>>>>

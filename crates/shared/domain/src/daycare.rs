//! Daycare (tenant) entity.

use chrono::{DateTime, Utc};
use uuid::Uuid;

use crate::organization::OrganizationCode;
use crate::trial::{SubscriptionStatus, TrialInfo};
use crate::user::AccountStatus;

#[derive(Debug, Clone)]
pub struct Daycare {
    pub id: Uuid,
    pub name: String,
    pub code: OrganizationCode,
    pub status: AccountStatus,
    pub subscription_status: Option<SubscriptionStatus>,
    pub trial_ends_at: Option<DateTime<Utc>>,
    pub created_at: DateTime<Utc>,
}

impl Daycare {
    pub fn is_active(&self) -> bool {
        self.status == AccountStatus::Active
    }

    pub fn trial_info(&self, now: DateTime<Utc>) -> TrialInfo {
        TrialInfo::evaluate(self.subscription_status, self.trial_ends_at, now)
    }
}
//! In-memory account directory implementing the authentication backend.

use std::sync::{RwLock, RwLockReadGuard, RwLockWriteGuard};

use async_trait::async_trait;
use chrono::{DateTime, Utc};
use tracing::{debug, error, info};
use uuid::Uuid;

use common::{AppError, AppResult, OptionExt};
use domain::{
    AuthenticationResult, CurrentUser, Daycare, OrganizationCode, Password, User, UserUpdate,
};

use crate::client::AuthCollaborator;

#[derive(Debug, Default)]
struct DirectoryState {
    daycares: Vec<Daycare>,
    users: Vec<User>,
    current_user: Option<Uuid>,
    current_daycare: Option<Uuid>,
}

/// Daycares and their accounts, plus the signed-in session.
#[derive(Debug, Default)]
pub struct InMemoryDirectory {
    state: RwLock<DirectoryState>,
}

impl InMemoryDirectory {
    pub fn new() -> Self {
        Self::default()
    }

    pub fn add_daycare(&self, daycare: Daycare) -> AppResult<()> {
        self.write()?.daycares.push(daycare);
        Ok(())
    }

    pub fn add_user(&self, user: User) -> AppResult<()> {
        self.write()?.users.push(user);
        Ok(())
    }

    pub fn user(&self, id: Uuid) -> AppResult<User> {
        self.read()?
            .users
            .iter()
            .find(|u| u.id == id)
            .cloned()
            .ok_or_not_found()
    }

    /// Daycare selected by the last successful login
    pub fn current_daycare(&self) -> Option<Daycare> {
        let state = self.read().ok()?;
        let id = state.current_daycare?;
        state.daycares.iter().find(|d| d.id == id).cloned()
    }

    pub fn logout(&self) -> AppResult<()> {
        let mut state = self.write()?;
        state.current_user = None;
        state.current_daycare = None;
        Ok(())
    }

    /// Login rules, evaluated at `now`.
    ///
    /// Super admins sign in without a code. Everyone else needs the code of
    /// an active daycare whose trial still allows access, and must belong to
    /// that daycare or to none.
    pub fn authenticate(
        &self,
        username: &str,
        password: &str,
        organization_code: Option<&OrganizationCode>,
        now: DateTime<Utc>,
    ) -> AppResult<AuthenticationResult> {
        let login_name = username.trim().to_lowercase();
        let password = password.trim();

        let mut guard = self.write()?;
        let state = &mut *guard;

        if let Some(admin) = state.users.iter_mut().find(|u| {
            u.is_active()
                && u.role.is_super_admin()
                && u.answers_to(&login_name)
                && u.password.verify(password)
        }) {
            admin.touch_login(now);
            state.current_user = Some(admin.id);
            state.current_daycare = None;
            info!(user_id = %admin.id, "Super admin signed in");
            return Ok(AuthenticationResult::signed_in(None));
        }

        let Some(code) = organization_code else {
            debug!("Daycare code required for {}", login_name);
            return Ok(AuthenticationResult::rejected());
        };

        let Some(daycare) = state
            .daycares
            .iter()
            .find(|d| d.is_active() && &d.code == code)
        else {
            debug!(%code, "Unknown or inactive daycare code");
            return Ok(AuthenticationResult::rejected());
        };

        if !daycare.trial_info(now).is_access_allowed {
            info!(daycare = %daycare.name, "Trial expired");
            return Ok(AuthenticationResult::trial_expired(daycare.name.clone()));
        }

        let daycare_id = daycare.id;
        let daycare_name = daycare.name.clone();

        let Some(user) = state.users.iter_mut().find(|u| {
            u.is_active()
                && u.daycare_id.map_or(true, |id| id == daycare_id)
                && u.answers_to(&login_name)
                && u.password.verify(password)
        }) else {
            debug!(daycare = %daycare_name, "No matching user for {}", login_name);
            return Ok(AuthenticationResult::rejected());
        };

        user.touch_login(now);
        user.daycare_id = Some(daycare_id);
        state.current_user = Some(user.id);
        state.current_daycare = Some(daycare_id);
        info!(user_id = %user.id, daycare = %daycare_name, "User signed in");

        Ok(AuthenticationResult::signed_in(Some(daycare_name)))
    }

    fn read(&self) -> AppResult<RwLockReadGuard<'_, DirectoryState>> {
        self.state
            .read()
            .map_err(|_| AppError::internal("directory lock poisoned"))
    }

    fn write(&self) -> AppResult<RwLockWriteGuard<'_, DirectoryState>> {
        self.state
            .write()
            .map_err(|_| AppError::internal("directory lock poisoned"))
    }
}

#[async_trait]
impl AuthCollaborator for InMemoryDirectory {
    async fn login(
        &self,
        username: &str,
        password: &str,
        organization_code: Option<OrganizationCode>,
    ) -> AppResult<AuthenticationResult> {
        self.authenticate(username, password, organization_code.as_ref(), Utc::now())
    }

    async fn update_user(&self, user_id: Uuid, update: UserUpdate) -> AppResult<()> {
        // Hash before taking the lock
        let password = Password::new(&update.password)?;

        let mut state = self.write()?;
        let user = state
            .users
            .iter_mut()
            .find(|u| u.id == user_id)
            .ok_or_not_found()?;
        user.set_password(password, update.must_change_password);
        info!(%user_id, "Credentials updated");
        Ok(())
    }

    fn current_user(&self) -> Option<CurrentUser> {
        let state = match self.read() {
            Ok(state) => state,
            Err(e) => {
                error!("Cannot read session: {}", e);
                return None;
            }
        };
        let id = state.current_user?;
        state.users.iter().find(|u| u.id == id).map(CurrentUser::from)
    }
}

#[cfg(test)]
mod tests {
    use super::*;
    use chrono::Duration;
    use domain::{AccountStatus, SubscriptionStatus, UserRole};

    fn daycare(name: &str, code: &str, status: Option<SubscriptionStatus>, ends: Option<DateTime<Utc>>) -> Daycare {
        Daycare {
            id: Uuid::new_v4(),
            name: name.to_string(),
            code: OrganizationCode::parse(code).unwrap(),
            status: AccountStatus::Active,
            subscription_status: status,
            trial_ends_at: ends,
            created_at: Utc::now(),
        }
    }

    fn user(username: &str, password: &str, role: UserRole, daycare_id: Option<Uuid>) -> User {
        User {
            id: Uuid::new_v4(),
            username: username.to_string(),
            email: format!("{}@example.com", username),
            password: Password::import(password).unwrap(),
            full_name: username.to_string(),
            role,
            status: AccountStatus::Active,
            daycare_id,
            must_change_password: false,
            created_at: Utc::now(),
            last_login: None,
        }
    }

    fn code(s: &str) -> OrganizationCode {
        OrganizationCode::parse(s).unwrap()
    }

    #[test]
    fn test_super_admin_needs_no_code() {
        let dir = InMemoryDirectory::new();
        let admin = user("root", "rootpass", UserRole::SuperAdmin, None);
        let admin_id = admin.id;
        dir.add_user(admin).unwrap();

        let result = dir.authenticate(" ROOT ", "rootpass", None, Utc::now()).unwrap();
        assert_eq!(result, AuthenticationResult::signed_in(None));
        assert_eq!(dir.current_user().unwrap().id, admin_id);
        assert!(dir.current_daycare().is_none());
    }

    #[test]
    fn test_staff_needs_code() {
        let dir = InMemoryDirectory::new();
        let sun = daycare("Sunshine", "SUN123", None, None);
        dir.add_user(user("amy", "amypass1", UserRole::User, Some(sun.id))).unwrap();
        dir.add_daycare(sun).unwrap();

        let result = dir.authenticate("amy", "amypass1", None, Utc::now()).unwrap();
        assert_eq!(result, AuthenticationResult::rejected());
        assert!(dir.current_user().is_none());
    }

    #[test]
    fn test_staff_signs_in_to_own_daycare() {
        let dir = InMemoryDirectory::new();
        let sun = daycare("Sunshine", "SUN123", Some(SubscriptionStatus::Active), None);
        let amy = user("amy", "amypass1", UserRole::User, Some(sun.id));
        let amy_id = amy.id;
        dir.add_user(amy).unwrap();
        dir.add_daycare(sun).unwrap();

        let now = Utc::now();
        let result = dir
            .authenticate("amy@example.com", "amypass1", Some(&code("SUN123")), now)
            .unwrap();
        assert_eq!(result, AuthenticationResult::signed_in(Some("Sunshine".to_string())));
        assert_eq!(dir.user(amy_id).unwrap().last_login, Some(now));
        assert_eq!(dir.current_daycare().unwrap().name, "Sunshine");
    }

    #[test]
    fn test_other_daycare_rejected() {
        let dir = InMemoryDirectory::new();
        let sun = daycare("Sunshine", "SUN123", None, None);
        let moon = daycare("Moonbeam", "MOO456", None, None);
        dir.add_user(user("amy", "amypass1", UserRole::User, Some(sun.id))).unwrap();
        dir.add_daycare(sun).unwrap();
        dir.add_daycare(moon).unwrap();

        let result = dir
            .authenticate("amy", "amypass1", Some(&code("MOO456")), Utc::now())
            .unwrap();
        assert!(!result.success);
        assert!(!result.trial_expired);
    }

    #[test]
    fn test_expired_trial_names_daycare() {
        let dir = InMemoryDirectory::new();
        let now = Utc::now();
        let sun = daycare(
            "Sunshine",
            "SUN123",
            Some(SubscriptionStatus::Trial),
            Some(now - Duration::days(1)),
        );
        dir.add_user(user("amy", "amypass1", UserRole::User, Some(sun.id))).unwrap();
        dir.add_daycare(sun).unwrap();

        let result = dir
            .authenticate("amy", "amypass1", Some(&code("SUN123")), now)
            .unwrap();
        assert_eq!(result, AuthenticationResult::trial_expired("Sunshine"));
    }

    #[test]
    fn test_unassigned_user_joins_daycare() {
        let dir = InMemoryDirectory::new();
        let sun = daycare("Sunshine", "SUN123", None, None);
        let sun_id = sun.id;
        let bo = user("bo", "bopass12", UserRole::Admin, None);
        let bo_id = bo.id;
        dir.add_user(bo).unwrap();
        dir.add_daycare(sun).unwrap();

        dir.authenticate("bo", "bopass12", Some(&code("SUN123")), Utc::now())
            .unwrap();
        assert_eq!(dir.user(bo_id).unwrap().daycare_id, Some(sun_id));

        dir.logout().unwrap();
        assert!(dir.current_user().is_none());
    }

    #[tokio::test]
    async fn test_update_user_replaces_password() {
        let dir = InMemoryDirectory::new();
        let mut amy = user("amy", "temp", UserRole::User, None);
        amy.must_change_password = true;
        let amy_id = amy.id;
        dir.add_user(amy).unwrap();

        dir.update_user(amy_id, UserUpdate::password_changed("brandnew99"))
            .await
            .unwrap();

        let updated = dir.user(amy_id).unwrap();
        assert!(updated.password.verify("brandnew99"));
        assert!(!updated.must_change_password);
    }

    #[test]
    fn test_update_unknown_user() {
        let dir = InMemoryDirectory::new();
        let err = tokio_test::block_on(
            dir.update_user(Uuid::new_v4(), UserUpdate::password_changed("brandnew99")),
        )
        .unwrap_err();
        assert!(matches!(err, AppError::NotFound));
    }
}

<<<<

What the task asks:
I'd like every line with the string "DateTime" copied from the listing.

Written answer:
use chrono::{DateTime, Utc};
    pub trial_ends_at: Option<DateTime<Utc>>,
    pub created_at: DateTime<Utc>,
    pub fn trial_info(&self, now: DateTime<Utc>) -> TrialInfo {
use chrono::{DateTime, Utc};
        now: DateTime<Utc>,
    fn daycare(name: &str, code: &str, status: Option<SubscriptionStatus>, ends: Option<DateTime<Utc>>) -> Daycare {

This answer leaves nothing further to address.